[TASK OBJECTIVE]
Please restate the data exactly, from the first line to the last.

[RECORDS]
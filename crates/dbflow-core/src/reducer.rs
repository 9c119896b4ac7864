//! Grouper / reducer — one [`Edge`] per `(database, canonical query)` group.
//!
//! Entries are grouped in a single forward pass. Groups keep insertion order
//! and so does the resulting [`Graph`]; the first entry pushed into a group
//! is its representative, which makes the output reproducible as long as the
//! input row order is.

use std::collections::HashMap;
use std::num::NonZeroU64;

use crate::tables::{primary_table, TableExtractor};
use crate::types::{statement_kind, Edge, Graph, NormalizedEntry};

/// Statement kinds whose edge points from the table to the caller.
const READ_KINDS: &[&str] = &["SELECT"];

/// Grouping key: `"<database>-<canonical_query>"`.
///
/// The plain concatenation can collide when the database name itself contains
/// `-` (`a-b` + `c` vs `a` + `b-c`).
pub fn group_key(database: &str, canonical_query: &str) -> String {
    format!("{database}-{canonical_query}")
}

/// Entries sharing one grouping key, in insertion order.
#[derive(Debug, Clone, PartialEq)]
pub struct Group {
    key: String,
    entries: Vec<NormalizedEntry>,
}

impl Group {
    pub fn key(&self) -> &str {
        &self.key
    }

    /// The first entry pushed into the group.
    pub fn representative(&self) -> &NormalizedEntry {
        // groups are created with their first entry
        &self.entries[0]
    }

    pub fn entries(&self) -> &[NormalizedEntry] {
        &self.entries
    }

    pub fn len(&self) -> usize {
        self.entries.len()
    }

    pub fn is_empty(&self) -> bool {
        self.entries.is_empty()
    }

    /// Canonical query shared by all entries.
    pub fn canonical_query(&self) -> &str {
        self.representative()
            .canonical_query
            .as_deref()
            .unwrap_or_default()
    }
}

/// Insertion-ordered accumulator of [`Group`]s.
#[derive(Debug, Default)]
pub struct Grouper {
    index: HashMap<String, usize>,
    groups: Vec<Group>,
    dropped: usize,
}

impl Grouper {
    pub fn new() -> Self {
        Self::default()
    }

    /// Add an entry to its group. Entries without a canonical query are
    /// dropped; returns whether the entry was kept.
    pub fn push(&mut self, entry: NormalizedEntry) -> bool {
        let Some(query) = entry.canonical_query.as_deref() else {
            self.dropped += 1;
            return false;
        };
        let key = group_key(&entry.database, query);

        match self.index.get(&key) {
            Some(&i) => self.groups[i].entries.push(entry),
            None => {
                self.index.insert(key.clone(), self.groups.len());
                self.groups.push(Group {
                    key,
                    entries: vec![entry],
                });
            }
        }
        true
    }

    /// Entries dropped so far for lacking a canonical query.
    pub fn dropped(&self) -> usize {
        self.dropped
    }

    pub fn groups(&self) -> &[Group] {
        &self.groups
    }

    pub fn into_groups(self) -> Vec<Group> {
        self.groups
    }
}

impl Extend<NormalizedEntry> for Grouper {
    fn extend<I: IntoIterator<Item = NormalizedEntry>>(&mut self, iter: I) {
        for entry in iter {
            self.push(entry);
        }
    }
}

/// Reduce a group to its edge.
///
/// Reads (`SELECT`) flow from the table node to the caller; every other kind
/// flows from the caller to the table node.
pub fn reduce_group<E>(group: &Group, period: NonZeroU64, extractor: &E) -> Edge
where
    E: TableExtractor + ?Sized,
{
    let first = group.representative();
    let sql = group.canonical_query();

    let table = primary_table(extractor, sql);
    let kind = statement_kind(sql);
    let table_node = format!("{}:{}", first.database, table);
    let qps = group.len() as f64 / period.get() as f64;

    tracing::debug!(
        key = group.key(),
        size = group.len(),
        context = %first.context,
        table = %table_node,
        "reducing group"
    );

    let (source, target) = if READ_KINDS.contains(&kind.as_str()) {
        (table_node, first.context.clone())
    } else {
        (first.context.clone(), table_node)
    };

    Edge {
        source,
        edge_label: format!("SQL {kind}"),
        target,
        metadata: format!("{qps:.3} QPS"),
    }
}

/// Group `entries` and reduce every group, in first-seen order.
pub fn build_graph<I, E>(entries: I, period: NonZeroU64, extractor: &E) -> Graph
where
    I: IntoIterator<Item = NormalizedEntry>,
    E: TableExtractor + ?Sized,
{
    let mut grouper = Grouper::new();
    let mut total = 0usize;
    for entry in entries {
        total += 1;
        grouper.push(entry);
    }

    tracing::info!(
        entries = total,
        dropped = grouper.dropped(),
        groups = grouper.groups().len(),
        "mapped log entries"
    );

    grouper
        .into_groups()
        .iter()
        .map(|group| reduce_group(group, period, extractor))
        .collect()
}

[SOLUTION]
filename crates/dbflow-core/src/reducer.rs
repository 9c119896b4ac7864
//! Grouper / reducer — one [`Edge`] per `(database, canonical query)` group.
//!
//! Entries are grouped in a single forward pass. Groups keep insertion order
//! and so does the resulting [`Graph`]; the first entry pushed into a group
//! is its representative, which makes the output reproducible as long as the
//! input row order is.

use std::collections::HashMap;
use std::num::NonZeroU64;

use crate::tables::{primary_table, TableExtractor};
use crate::types::{statement_kind, Edge, Graph, NormalizedEntry};

/// Statement kinds whose edge points from the table to the caller.
const READ_KINDS: &[&str] = &["SELECT"];

/// Grouping key: `"<database>-<canonical_query>"`.
///
/// The plain concatenation can collide when the database name itself contains
/// `-` (`a-b` + `c` vs `a` + `b-c`).
pub fn group_key(database: &str, canonical_query: &str) -> String {
    format!("{database}-{canonical_query}")
}

/// Entries sharing one grouping key, in insertion order.
#[derive(Debug, Clone, PartialEq)]
pub struct Group {
    key: String,
    entries: Vec<NormalizedEntry>,
}

impl Group {
    pub fn key(&self) -> &str {
        &self.key
    }

    /// The first entry pushed into the group.
    pub fn representative(&self) -> &NormalizedEntry {
        // groups are created with their first entry
        &self.entries[0]
    }

    pub fn entries(&self) -> &[NormalizedEntry] {
        &self.entries
    }

    pub fn len(&self) -> usize {
        self.entries.len()
    }

    pub fn is_empty(&self) -> bool {
        self.entries.is_empty()
    }

    /// Canonical query shared by all entries.
    pub fn canonical_query(&self) -> &str {
        self.representative()
            .canonical_query
            .as_deref()
            .unwrap_or_default()
    }
}

/// Insertion-ordered accumulator of [`Group`]s.
#[derive(Debug, Default)]
pub struct Grouper {
    index: HashMap<String, usize>,
    groups: Vec<Group>,
    dropped: usize,
}

impl Grouper {
    pub fn new() -> Self {
        Self::default()
    }

    /// Add an entry to its group. Entries without a canonical query are
    /// dropped; returns whether the entry was kept.
    pub fn push(&mut self, entry: NormalizedEntry) -> bool {
        let Some(query) = entry.canonical_query.as_deref() else {
            self.dropped += 1;
            return false;
        };
        let key = group_key(&entry.database, query);

        match self.index.get(&key) {
            Some(&i) => self.groups[i].entries.push(entry),
            None => {
                self.index.insert(key.clone(), self.groups.len());
                self.groups.push(Group {
                    key,
                    entries: vec![entry],
                });
            }
        }
        true
    }

    /// Entries dropped so far for lacking a canonical query.
    pub fn dropped(&self) -> usize {
        self.dropped
    }

    pub fn groups(&self) -> &[Group] {
        &self.groups
    }

    pub fn into_groups(self) -> Vec<Group> {
        self.groups
    }
}

impl Extend<NormalizedEntry> for Grouper {
    fn extend<I: IntoIterator<Item = NormalizedEntry>>(&mut self, iter: I) {
        for entry in iter {
            self.push(entry);
        }
    }
}

/// Reduce a group to its edge.
///
/// Reads (`SELECT`) flow from the table node to the caller; every other kind
/// flows from the caller to the table node.
pub fn reduce_group<E>(group: &Group, period: NonZeroU64, extractor: &E) -> Edge
where
    E: TableExtractor + ?Sized,
{
    let first = group.representative();
    let sql = group.canonical_query();

    let table = primary_table(extractor, sql);
    let kind = statement_kind(sql);
    let table_node = format!("{}:{}", first.database, table);
    let qps = group.len() as f64 / period.get() as f64;

    tracing::debug!(
        key = group.key(),
        size = group.len(),
        context = %first.context,
        table = %table_node,
        "reducing group"
    );

    let (source, target) = if READ_KINDS.contains(&kind.as_str()) {
        (table_node, first.context.clone())
    } else {
        (first.context.clone(), table_node)
    };

    Edge {
        source,
        edge_label: format!("SQL {kind}"),
        target,
        metadata: format!("{qps:.3} QPS"),
    }
}

/// Group `entries` and reduce every group, in first-seen order.
pub fn build_graph<I, E>(entries: I, period: NonZeroU64, extractor: &E) -> Graph
where
    I: IntoIterator<Item = NormalizedEntry>,
    E: TableExtractor + ?Sized,
{
    let mut grouper = Grouper::new();
    let mut total = 0usize;
    for entry in entries {
        total += 1;
        grouper.push(entry);
    }

    tracing::info!(
        entries = total,
        dropped = grouper.dropped(),
        groups = grouper.groups().len(),
        "mapped log entries"
    );

    grouper
        .into_groups()
        .iter()
        .map(|group| reduce_group(group, period, extractor))
        .collect()
}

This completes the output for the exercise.